DATASET:

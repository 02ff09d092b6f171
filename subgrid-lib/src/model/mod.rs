//! Typed models

mod item;
mod metadata;
mod record;

pub use item::*;
pub use metadata::*;
pub use record::*;
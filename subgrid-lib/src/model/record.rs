//! Raw record accessor
//!
//! Dataverse returns a record as a flat JSON object where display strings and
//! lookup targets travel as annotated sibling keys:
//!
//! - Formatted values: `"field@OData.Community.Display.V1.FormattedValue": "Display Text"`
//! - Root lookups: `"_primarycontactid_value": "guid"` with the annotations on
//!   `_primarycontactid_value@...`
//! - Link-entity columns: `"alias.field": ...` with the annotations on
//!   `alias.field@...`
//! - Anything else starting with or containing `@` is an annotation we skip
//!
//! [`RawRecord`] splits those apart once, at deserialization, so the
//! projector asks for a raw, formatted or lookup value instead of building
//! keys by hand.

use std::collections::HashMap;
use std::fmt;

use serde::Deserialize;
use serde::Deserializer;
use serde::de::MapAccess;
use serde::de::Visitor;
use serde_json::Map;
use serde_json::Value;

use super::RecordLink;

/// Annotation suffix carrying a field's display string.
pub const FORMATTED_VALUE_SUFFIX: &str = "@OData.Community.Display.V1.FormattedValue";

/// Annotation suffix carrying a lookup's target entity.
pub const LOOKUP_LOGICAL_NAME_SUFFIX: &str = "@Microsoft.Dynamics.CRM.lookuplogicalname";

/// Where a field sits in the query, which decides its wire key.
#[derive(Debug, Clone, Copy, PartialEq, Eq)]
pub enum FieldScope {
    /// Declared under the root `<entity>`.
    Root,
    /// Declared under a `<link-entity>`; the key is already alias-qualified.
    LinkEntity,
}

/// Returns the wire key of a lookup field: `_{field}_value` at the root,
/// the cell key itself under a link-entity.
pub fn lookup_key(field: &str, scope: FieldScope) -> String {
    match scope {
        FieldScope::Root => format!("_{}_value", field),
        FieldScope::LinkEntity => field.to_string(),
    }
}

/// A record as returned by the record service.
#[derive(Debug, Clone, Default, PartialEq)]
pub struct RawRecord {
    /// Raw field values in wire order.
    fields: Map<String, Value>,
    /// Formatted values keyed by the annotated wire key.
    formatted_values: HashMap<String, String>,
    /// Lookup target entities keyed by the annotated wire key.
    lookup_logical_names: HashMap<String, String>,
}

impl RawRecord {
    /// Creates an empty record.
    pub fn new() -> Self {
        Self::default()
    }

    /// Splits a wire object into raw fields and side-channel annotations.
    pub fn from_map(map: Map<String, Value>) -> Self {
        let mut record = Self::new();
        for (key, value) in map {
            record.ingest(key, value);
        }
        record
    }

    fn ingest(&mut self, key: String, value: Value) {
        if let Some(field) = key.strip_suffix(FORMATTED_VALUE_SUFFIX) {
            if let Some(text) = annotation_text(value) {
                self.formatted_values.insert(field.to_string(), text);
            }
        } else if let Some(field) = key.strip_suffix(LOOKUP_LOGICAL_NAME_SUFFIX) {
            if let Some(text) = annotation_text(value) {
                self.lookup_logical_names.insert(field.to_string(), text);
            }
        } else if key.contains('@') {
            // etag, navigation property and other annotations
        } else {
            self.fields.insert(key, value);
        }
    }

    // =========================================================================
    // Builders
    // =========================================================================

    /// Sets a raw field value (builder pattern).
    pub fn set(mut self, key: impl Into<String>, value: impl Into<Value>) -> Self {
        self.fields.insert(key.into(), value.into());
        self
    }

    /// Sets the formatted value annotation for a wire key.
    pub fn set_formatted(mut self, key: impl Into<String>, text: impl Into<String>) -> Self {
        self.formatted_values.insert(key.into(), text.into());
        self
    }

    /// Sets the lookup logical name annotation for a wire key.
    pub fn set_lookup_logical_name(mut self, key: impl Into<String>, entity: impl Into<String>) -> Self {
        self.lookup_logical_names.insert(key.into(), entity.into());
        self
    }

    // =========================================================================
    // Accessors
    // =========================================================================

    /// Returns the raw value stored under a wire key.
    pub fn raw_value(&self, key: &str) -> Option<&Value> {
        self.fields.get(key)
    }

    /// Returns `true` if a raw value exists under the wire key.
    pub fn contains(&self, key: &str) -> bool {
        self.fields.contains_key(key)
    }

    /// Returns the raw value as text, the way it would be shown in a cell.
    ///
    /// `null` and missing fields yield `None`.
    pub fn raw_text(&self, key: &str) -> Option<String> {
        match self.fields.get(key)? {
            Value::Null => None,
            Value::String(s) => Some(s.clone()),
            other => Some(other.to_string()),
        }
    }

    /// Returns the `@OData.Community.Display.V1.FormattedValue` annotation of
    /// a wire key.
    pub fn formatted_value(&self, key: &str) -> Option<&str> {
        self.formatted_values.get(key).map(String::as_str)
    }

    /// Returns the display string of a lookup field.
    pub fn lookup_formatted_value(&self, field: &str, scope: FieldScope) -> Option<&str> {
        self.formatted_value(&lookup_key(field, scope))
    }

    /// Returns the record a lookup field points to, when both the id and the
    /// target entity are present.
    pub fn lookup_target(&self, field: &str, scope: FieldScope) -> Option<RecordLink> {
        let key = lookup_key(field, scope);
        let id = self.raw_text(&key)?;
        let entity_name = self.lookup_logical_names.get(&key)?;
        Some(RecordLink::new(entity_name.clone(), id))
    }

    /// Returns the raw field map in wire order.
    pub fn fields(&self) -> &Map<String, Value> {
        &self.fields
    }

    /// Returns the logical names of the root fields present, in wire order.
    ///
    /// Lookup keys are reported by their field name (`_x_value` becomes
    /// `x`); alias-qualified link-entity columns are left out.
    pub fn field_names(&self) -> Vec<String> {
        let mut names: Vec<String> = Vec::with_capacity(self.fields.len());
        for key in self.fields.keys() {
            if key.contains('.') {
                continue;
            }
            let name = match key.strip_prefix('_').and_then(|k| k.strip_suffix("_value")) {
                Some(field) => field.to_string(),
                None => key.clone(),
            };
            if !names.contains(&name) {
                names.push(name);
            }
        }
        names
    }

    /// Returns the number of raw fields.
    pub fn len(&self) -> usize {
        self.fields.len()
    }

    /// Returns `true` if the record has no raw fields.
    pub fn is_empty(&self) -> bool {
        self.fields.is_empty()
    }
}

fn annotation_text(value: Value) -> Option<String> {
    match value {
        Value::String(s) => Some(s),
        Value::Null => None,
        other => Some(other.to_string()),
    }
}

impl From<Map<String, Value>> for RawRecord {
    fn from(map: Map<String, Value>) -> Self {
        Self::from_map(map)
    }
}

impl<'de> Deserialize<'de> for RawRecord {
    fn deserialize<D>(deserializer: D) -> Result<Self, D::Error>
    where
        D: Deserializer<'de>,
    {
        deserializer.deserialize_map(RawRecordVisitor)
    }
}

struct RawRecordVisitor;

impl<'de> Visitor<'de> for RawRecordVisitor {
    type Value = RawRecord;

    fn expecting(&self, formatter: &mut fmt::Formatter) -> fmt::Result {
        formatter.write_str("a map representing a Dataverse record")
    }

    fn visit_map<M>(self, mut map: M) -> Result<RawRecord, M::Error>
    where
        M: MapAccess<'de>,
    {
        let mut record = RawRecord::new();
        while let Some(key) = map.next_key::<String>()? {
            let value: Value = map.next_value()?;
            record.ingest(key, value);
        }
        Ok(record)
    }
}
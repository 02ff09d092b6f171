//! Grid orchestration.
//!
//! [`GridLoader`] turns a query into a [`GridPage`] of projected items with
//! its [`PageWindow`], and into a [`GridHeader`] of columns. [`GridState`]
//! keeps what the grid shows across fetch cycles.

mod columns;
mod loader;
mod state;
mod window;

pub use columns::Column;
pub use columns::GridHeader;
pub use columns::MIN_COLUMN_WIDTH;
pub use columns::column_width;
pub use columns::sort_columns;
pub use loader::GridLoader;
pub use loader::GridPage;
pub use state::CycleTicket;
pub use state::GridState;
pub use window::PageWindow;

HOW TO COMPLETE THIS TASK:
If a line in the material contains the word "true", copy that line.

SOLUTION BELOW:
    /// Returns `true` if a raw value exists under the wire key.
    /// Returns `true` if the record has no raw fields.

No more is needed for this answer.